By expanding local neonatal capabilities, Inspira allows parents to stay connected to both their babies and their support system.” -Christl Dooley
The department has worked to simplify access to care by removing many of the barriers that often prevent patients from seeking support. Rather than requiring patients to navigate lengthy intake systems, Inspira’s providers can directly connect patients with the mental health team.
Patients can attend therapy and medication management appointments through telehealth and in-person visits in Bridgeton or Glassboro. “The department intentionally refers to these offerings as perinatal mental health services rather than a program, because support does not begin or end at one specific point in pregnancy,” says Lant.
“Instead, the goal is to create an ongoing continuum of care that meets patients wherever they are in their reproductive and parenting journey.”
A major focus of the work is helping patients feel less isolated in experiences that are often difficult to discuss openly.
Therapists regularly support patients dealing with anxiety, intrusive thoughts, exhaustion, ambivalence and the emotional pressures that can accompany pregnancy and postpartum life.
Community Partnerships Removing Barriers to Care
Inspira’s maternal child health efforts increasingly extend beyond hospital walls through partnerships aimed at addressing transportation, education and labor support.
Through a grant and collaboration with Uber Health, Inspira launched a transportation initiative that helps patients travel to prenatal appointments, postpartum visits, NICU visitation and even food pharmacy services.
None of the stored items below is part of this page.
//! Error types for the RL core library

use thiserror::Error;

/// Core error type for RL operations
#[derive(Error, Debug)]
pub enum RLError {
    /// Incompatible configuration detected while building an algorithm
    #[error("Configuration error: {0}")]
    Config(String),

    /// A composite state or info record does not match the active sub-algorithms
    #[error("Invalid state: {0}")]
    InvalidState(String),

    /// Dimension mismatch
    #[error("Dimension mismatch: expected {expected}, got {actual}")]
    DimensionMismatch { expected: usize, actual: usize },

    /// Array shape error raised by ndarray
    #[error("Shape error: {0}")]
    Shape(#[from] ndarray::ShapeError),

    /// Computation error
    #[error("Computation error: {0}")]
    Computation(String),

    /// Serialization error
    #[error("Serialization error: {0}")]
    Serialization(#[from] serde_json::Error),

    /// IO error
    #[error("IO error: {0}")]
    Io(#[from] std::io::Error),

    /// Other errors
    #[error("{0}")]
    Other(#[from] anyhow::Error),
}

/// Result type alias for RL operations
pub type Result<T> = std::result::Result<T, RLError>;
Since launching in late 2025, the program has already enrolled more than 70 patients.
“For families with babies in neonatal intensive care, transportation can become one of the biggest barriers to bonding and involvement,” Dooley says. “Keeping services local while also helping families physically access care can dramatically improve both outcomes and emotional support systems.”
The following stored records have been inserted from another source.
impl RlAlgorithm for ActorCriticAlgorithm {
    type State = ();
    type Info = ActorCriticInfo;
    type LossExtra = ActorCriticLossExtra;

    fn action_spec(&self) -> &ActionSpec {
        &self.action_spec
    }

    fn initial_state(&self, _batch_size: usize) -> Self::State {}

    fn predict(&self, time_step: &TimeStep, _state: &()) -> Result<PolicyStep<(), ()>> {
        let features = Self::features(&time_step.observation)?;
        let out = self.forward(&features)?;
        let dist = Self::distribution(out.logits)?;
        Ok(PolicyStep {
            action: dist.mode()?,
            action_distribution: dist,
            state: (),
            info: (),
        })
    }

    fn rollout(
        &mut self,
        time_step: &TimeStep,
        _state: &(),
    ) -> Result<PolicyStep<(), ActorCriticInfo>> {
        let features = Self::features(&time_step.observation)?;
        let out = self.forward(&features)?;
        let dist = Self::distribution(out.logits)?;
        let action = dist.sample(&mut self.rng)?;
        Ok(PolicyStep {
            action,
            action_distribution: dist,
            state: (),
            info: ActorCriticInfo {
                features: features.into_dyn(),
                value: out.values.into_dyn(),
            },
        })
    }

    fn calc_loss(
        &self,
        training_info: &TrainingInfo<ActorCriticInfo>,
    ) -> Result<LossInfo<ActorCriticLossExtra>> {
        let shape = training_info.reward.shape();
        let (steps, batch) = match *shape {
            [t, b] => (t, b),
            _ => {
                return Err(RLError::Computation(format!(
                    "actor-critic loss expects [T, B] rewards, got shape {shape:?}"
                )))
            }
        };
        let n = steps * batch;
        let features = tensor::to_matrix(&training_info.info.features)?;
        if features.nrows() != n {
            return Err(RLError::DimensionMismatch {
                expected: n,
                actual: features.nrows(),
            });
        }
        let out = self.forward(&features)?;
        let dist = Self::distribution(out.logits)?;
        let probs = dist.probs_matrix()?;
        let entropy = tensor::to_vector(&dist.entropy()?);
        let actions = tensor::to_vector(&training_info.action);
        let log_probs = tensor::to_vector(&dist.log_prob(&training_info.action)?);

        let rewards = tensor::to_matrix(&training_info.reward)?;
        let discounts = tensor::to_matrix(&training_info.discount)?;
        let values = Array2::from_shape_vec((steps, batch), out.values.to_vec())?;
        let is_last = training_info.step_type.mapv(|s| s == StepType::Last);

        // Row t uses the transition t -> t+1; the final row has none.
        let mut advantages = Array2::<f32>::zeros((steps, batch));
        let mut mask = Array2::<f32>::zeros((steps, batch));
        if steps > 1 {
            for b in 0..batch {
                let r: Vec<f32> = (1..steps).map(|t| rewards[[t, b]]).collect();
                let d: Vec<f32> = (1..steps)
                    .map(|t| {
                        if is_last[[t - 1, b]] {
                            0.0
                        } else {
                            discounts[[t, b]]
                        }
                    })
                    .collect();
                let v: Vec<f32> = (0..steps - 1).map(|t| values[[t, b]]).collect();
                let adv = compute_gae(
                    &r,
                    &d,
                    &v,
                    values[[steps - 1, b]],
                    self.config.gamma,
                    self.config.gae_lambda,
                );
                for (t, a) in adv.into_iter().enumerate() {
                    if !is_last[[t, b]] {
                        advantages[[t, b]] = a;
                        mask[[t, b]] = 1.0;
                    }
                }
            }
        }

        let num_actions = probs.ncols();
        let inv_n = 1.0 / n as f32;
        let c_v = self.config.value_loss_coef;
        let c_h = self.config.entropy_coef;
        let mut loss = Array1::<f32>::zeros(n);
        let mut grad_logits = Array2::<f32>::zeros((n, num_actions));
        let mut grad_values = Array2::<f32>::zeros((n, 1));
        let (mut pg_sum, mut value_sum, mut entropy_sum) = (0.0, 0.0, 0.0);

        for i in 0..n {
            let (t, b) = (i / batch, i % batch);
            let m = mask[[t, b]];
            if m == 0.0 {
                continue;
            }
            let adv = advantages[[t, b]];
            let ret = adv + values[[t, b]];
            let value_err = values[[t, b]] - ret;
            let pg = -adv * log_probs[i];
            let vl = 0.5 * value_err * value_err;
            loss[i] = pg + c_v * vl - c_h * entropy[i];
            pg_sum += pg;
            value_sum += vl;
            entropy_sum += entropy[i];

            let action = actions[i] as usize;
            let h = entropy[i];
            for j in 0..num_actions {
                let p = probs[[i, j]];
                let indicator = if j == action { 1.0 } else { 0.0 };
                let d_entropy = -p * (p.max(f32::MIN_POSITIVE).ln() + h);
                grad_logits[[i, j]] = (-adv * (indicator - p) - c_h * d_entropy) * inv_n;
            }
            grad_values[[i, 0]] = c_v * value_err * inv_n;
        }

        let (gw, gb) = affine_grads(&features, &grad_logits);
        let (vw, vb) = affine_grads(&features, &grad_values);
        let mut gradients = Gradients::new();
        gradients.insert(self.policy_w.name.clone(), gw.into_dyn());
        gradients.insert(self.policy_b.name.clone(), gb.into_dyn());
        gradients.insert(self.value_w.name.clone(), vw.into_dyn());
        gradients.insert(self.value_b.name.clone(), vb.into_dyn());

        let count = mask.sum().max(1.0);
        let extra = ActorCriticLossExtra {
            pg_loss: pg_sum / count,
            value_loss: value_sum / count,
            entropy: entropy_sum / count,
        };
        debug!(
            pg_loss = extra.pg_loss,
            value_loss = extra.value_loss,
            entropy = extra.entropy,
            "actor-critic loss"
        );

        let loss = loss.into_shape((steps, batch))?.into_dyn();
        Ok(LossInfo::new(loss, extra).with_gradients(gradients))
    }

    fn entropy_gradients(
        &self,
        training_info: &TrainingInfo<ActorCriticInfo>,
        coef: f32,
    ) -> Result<Gradients> {
        let features = tensor::to_matrix(&training_info.info.features)?;
        let n = features.nrows();
        let out = self.forward(&features)?;
        let dist = Self::distribution(out.logits)?;
        let probs = dist.probs_matrix()?;
        let entropy = tensor::to_vector(&dist.entropy()?);

        // d(-H)/dlogit_j = p_j * (ln p_j + H)
        let scale = coef / n.max(1) as f32;
        let mut grad_logits = probs.clone();
        for (mut row, h) in grad_logits.rows_mut().into_iter().zip(entropy.iter()) {
            row.mapv_inplace(|p| scale * p * (p.max(f32::MIN_POSITIVE).ln() + h));
        }

        let (gw, gb) = affine_grads(&features, &grad_logits);
        let mut gradients = Gradients::new();
        gradients.insert(self.policy_w.name.clone(), gw.into_dyn());
        gradients.insert(self.policy_b.name.clone(), gb.into_dyn());
        Ok(gradients)
    }
}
The department is also strengthening partnerships with community doulas throughout Cumberland County. Doulas completing clinical training at Inspira Medical Center Vineland and Mullica Hill hospitals will work alongside patients during labor and postpartum recovery, providing emotional support and advocacy distinct from clinical nursing care.
“These programs reflect a broader understanding that maternal health outcomes are influenced by much more than clinical medicine alone,” she says. “Transportation access, emotional support, education and continuity of care all play critical roles in keeping families healthy.”

A new brain monitoring system is one of several new technologies introduced in the NICU
Advanced Neonatal Care Closer to Home
Another major focus for Inspira is expanding advanced neonatal care so families can remain close to their communities during medical crises. At the Deborah F. Sager NICU in Vineland and the Intermediate Care Nursery in Mullica Hill, families now have access to increasingly sophisticated neonatal services without traveling far from home.
This year, Inspira introduced therapeutic whole-body cooling, advanced brain monitoring technology through aEEG and neonatal MRI capability – technologies typically associated with larger regional systems. These advances allow more critically ill babies to remain within Inspira’s network while receiving highly specialized treatment. “For families, staying local matters,” says Dooley. “Transportation challenges can make visiting hospitalized newborns extraordinarily difficult, especially in more rural or underserved areas. By expanding local neonatal capabilities, Inspira allows parents to stay connected to both their babies and their support systems during emotionally overwhelming situations.”
“Across every initiative, Inspira’s Maternal Child Health Department is building a system centered on connection,” she adds. “The emphasis is not only on clinical excellence, but on ensuring patients feel informed, supported and cared for throughout every stage of pregnancy, birth and postpartum life.”